All the President’s Men is a riveting detective story, capturing the exhilarating rush of the biggest presidential scandal in US history as it unfolded in real time.
Échantillon de lecture
Chapter 1
June 17, 1972. Nine o'clock Saturday morning. Early for the telephone. Woodward fumbled for the receiver and snapped awake. The city editor of the Washington Post was on the line. Five men had been arrested earlier that morning in a burglary at Democratic headquarters, carrying photographic equipment and electronic gear. Could he come in?

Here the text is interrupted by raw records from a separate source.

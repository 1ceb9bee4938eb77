//! BOC (Bag Of Cells) implementation.

use crate::cell::{Cell, CellBuilder, CellContext, DynCell, Load, Store};

/// BOC decoder implementation.
pub mod de;
/// BOC encoder implementation.
pub mod ser;

#[cfg(feature = "serde")]
mod serde;

#[cfg(test)]
mod tests;

/// BOC file magic number.
#[derive(Default, Debug, Copy, Clone, Eq, PartialEq)]
pub enum BocTag {
    /// Single root, cells index, no CRC32.
    Indexed,
    /// Single root, cells index, with CRC32.
    IndexedCrc32,
    /// Multiple roots, optional cells index, optional CRC32.
    #[default]
    Generic,
}

impl BocTag {
    const INDEXED: [u8; 4] = [0x68, 0xff, 0x65, 0xf3];
    const INDEXED_CRC32: [u8; 4] = [0xac, 0xc3, 0xa7, 0x28];
    const GENERIC: [u8; 4] = [0xb5, 0xee, 0x9c, 0x72];

    /// Tries to match bytes with BOC tag.
    pub const fn from_bytes(data: [u8; 4]) -> Option<Self> {
        match data {
            Self::GENERIC => Some(Self::Generic),
            Self::INDEXED_CRC32 => Some(Self::IndexedCrc32),
            Self::INDEXED => Some(Self::Indexed),
            _ => None,
        }
    }

    /// Converts BOC tag to bytes.
    pub const fn to_bytes(self) -> [u8; 4] {
        match self {
            Self::Indexed => Self::INDEXED,
            Self::IndexedCrc32 => Self::INDEXED_CRC32,
            Self::Generic => Self::GENERIC,
        }
    }
}

/// BOC (Bag Of Cells) helper.
///
/// Can be used as `#[serde(with = "Boc")]` on `Cell` fields.
pub struct Boc;

impl Boc {
    /// Encodes the specified cell tree as BOC and
    /// returns the `base64` encoded bytes as a string.
    #[cfg(any(feature = "base64", test))]
    pub fn encode_base64<T>(cell: T) -> String
    where
        T: AsRef<DynCell>,
    {
        crate::util::encode_base64(Self::encode(cell))
    }

    /// Encodes the specified cell tree as BOC.
    pub fn encode<T>(cell: T) -> Vec<u8>
    where
        T: AsRef<DynCell>,
    {
        fn encode_impl(cell: &DynCell) -> Vec<u8> {
            let mut result = Vec::new();
            ser::BocHeader::with_root(cell).encode(&mut result);
            result
        }
        encode_impl(cell.as_ref())
    }

    /// Encodes several cell trees into one BOC.
    ///
    /// Roots keep their order. Subtrees shared between roots are stored once.
    pub fn encode_ext<'a, I>(roots: I, with_crc: bool) -> Vec<u8>
    where
        I: IntoIterator<Item = &'a DynCell>,
    {
        let mut header = ser::BocHeader::new();
        for root in roots {
            header.add_root(root);
        }

        let mut result = Vec::new();
        header.with_crc(with_crc).encode(&mut result);
        result
    }

    /// Encodes a pair of cell trees as BOC.
    pub fn encode_pair<T1, T2>((cell1, cell2): (T1, T2)) -> Vec<u8>
    where
        T1: AsRef<DynCell>,
        T2: AsRef<DynCell>,
    {
        Self::encode_ext([cell1.as_ref(), cell2.as_ref()], false)
    }

    /// Decodes a `base64` encoded BOC into a cell tree.
    #[cfg(any(feature = "base64", test))]
    #[inline]
    pub fn decode_base64<T: AsRef<[u8]>>(data: T) -> Result<Cell, de::Error> {
        fn decode_base64_impl(data: &[u8]) -> Result<Cell, de::Error> {
            match crate::util::decode_base64(data) {
                Ok(data) => Boc::decode(data),
                Err(_) => Err(de::Error::UnknownBocTag),
            }
        }
        decode_base64_impl(data.as_ref())
    }

    /// Decodes a cell tree from BOC bytes.
    #[inline]
    pub fn decode<T>(data: T) -> Result<Cell, de::Error>
    where
        T: AsRef<[u8]>,
    {
        Self::decode_ext(data.as_ref(), Cell::empty_context())
    }

    /// Decodes a cell tree from BOC bytes using the specified cell context.
    pub fn decode_ext(data: &[u8], context: &dyn CellContext) -> Result<Cell, de::Error> {
        let header = ok!(de::BocHeader::decode(data, &de::Options::exact(1)));

        let Some(&root) = header.roots().first() else {
            return Err(de::Error::RootCellNotFound);
        };

        let cells = ok!(header.finalize(context));
        let root = match cells.get(root) {
            Some(root) => root,
            None => return Err(de::Error::RootOutOfBounds),
        };

        tracing::debug!(
            cells = header.cells().len(),
            roots = 1,
            size = data.len(),
            "decoded BOC"
        );
        Ok(root)
    }

    /// Decodes a pair of cell trees from BOC bytes.
    pub fn decode_pair<T>(data: T) -> Result<(Cell, Cell), de::Error>
    where
        T: AsRef<[u8]>,
    {
        fn decode_pair_impl(data: &[u8]) -> Result<(Cell, Cell), de::Error> {
            let roots = ok!(Boc::decode_roots(data, &de::Options::exact(2)));
            match <[Cell; 2]>::try_from(roots) {
                Ok([first, second]) => Ok((first, second)),
                Err(_) => Err(de::Error::TooFewRootCells),
            }
        }
        decode_pair_impl(data.as_ref())
    }

    /// Decodes all roots from BOC bytes, in the order they are listed.
    pub fn decode_roots(data: &[u8], options: &de::Options) -> Result<Vec<Cell>, de::Error> {
        let header = ok!(de::BocHeader::decode(data, options));
        let cells = ok!(header.finalize(Cell::empty_context()));

        let mut roots = Vec::with_capacity(header.roots().len());
        for &index in header.roots() {
            match cells.get(index) {
                Some(root) => roots.push(root),
                None => return Err(de::Error::RootOutOfBounds),
            }
        }

        tracing::debug!(
            cells = header.cells().len(),
            roots = roots.len(),
            size = data.len(),
            "decoded BOC"
        );
        Ok(roots)
    }

    /// Serializes cell into an encoded BOC (as base64 for human readable serializers).
    #[cfg(feature = "serde")]
    pub fn serialize<T, S>(cell: &T, serializer: S) -> Result<S::Ok, S::Error>
    where
        S: ::serde::Serializer,
        T: AsRef<DynCell> + ?Sized,
    {
        use ::serde::Serialize;

        cell.as_ref().serialize(serializer)
    }

    /// Deserializes cell from an encoded BOC (from base64 for human readable deserializers).
    #[cfg(feature = "serde")]
    pub fn deserialize<'de, D>(deserializer: D) -> Result<Cell, D::Error>
    where
        D: ::serde::Deserializer<'de>,
    {
        use ::serde::Deserialize;

        Cell::deserialize(deserializer)
    }
}

/// Helper for serializing and deserializing typed values through BOC.
pub struct BocRepr;

impl BocRepr {
    /// Encodes the specified value into a cell and then into BOC bytes.
    pub fn encode<T>(data: &T) -> Result<Vec<u8>, crate::error::Error>
    where
        T: Store + ?Sized,
    {
        let cell = ok!(CellBuilder::build_from(data));
        Ok(Boc::encode(cell))
    }

    /// Encodes the specified value as a `base64` BOC string.
    #[cfg(any(feature = "base64", test))]
    pub fn encode_base64<T>(data: &T) -> Result<String, crate::error::Error>
    where
        T: Store + ?Sized,
    {
        let cell = ok!(CellBuilder::build_from(data));
        Ok(Boc::encode_base64(cell))
    }

    /// Decodes BOC bytes into a cell and loads the value from it.
    pub fn decode<T, D>(data: D) -> Result<T, BocReprError>
    where
        for<'a> T: Load<'a>,
        D: AsRef<[u8]>,
    {
        let cell = match Boc::decode(data) {
            Ok(cell) => cell,
            Err(e) => return Err(BocReprError::InvalidBoc(e)),
        };

        match cell.as_ref().parse::<T>() {
            Ok(data) => Ok(data),
            Err(e) => Err(BocReprError::InvalidData(e)),
        }
    }

    /// Decodes a `base64` BOC string and loads the value from it.
    #[cfg(any(feature = "base64", test))]
    pub fn decode_base64<T, D>(data: D) -> Result<T, BocReprError>
    where
        for<'a> T: Load<'a>,
        D: AsRef<[u8]>,
    {
        match crate::util::decode_base64(data) {
            Ok(data) => Self::decode(data),
            Err(_) => Err(BocReprError::InvalidBoc(de::Error::UnknownBocTag)),
        }
    }
}

/// Error type for BOC repr decoding related errors.
#[derive(Debug, thiserror::Error)]
pub enum BocReprError {
    /// Failed to decode BOC.
    #[error("invalid BOC")]
    InvalidBoc(#[source] de::Error),
    /// Failed to decode data from cells.
    #[error("failed to decode object from cells")]
    InvalidData(#[source] crate::error::Error),
}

Woodward had worked for the Post for only nine months and was always looking for a good Saturday assignment, but this didn't sound like one. A burglary at the local Democratic headquarters was too much like most of what he had been doing -- investigative pieces on unsanitary restaurants and small-time police corruption. Woodward had hoped he had broken out of that; he had just finished a series of stories on the attempted assassination of Alabama Governor George Wallace. Now, it seemed, he was back in the same old slot.
Woodward left his one-room apartment in downtown Washington and walked the six blocks to the Post. The newspaper's mammoth newsroom -- over 150 feet square with rows of brightly colored desks set on an acre of sound-absorbing carpet -- is usually quiet on Saturday morning. Saturday is a day for long lunches, catching up on work, reading the Sunday supplements. As Woodward stopped to pick up his mail and telephone messages at the front of the newsroom, he noticed unusual activity around the city desk. He checked in with the city editor and learned with surprise that the burglars had not broken into the small local Democratic Party office but the headquarters of the Democratic National Committee in the Watergate office-apartment-hotel complex.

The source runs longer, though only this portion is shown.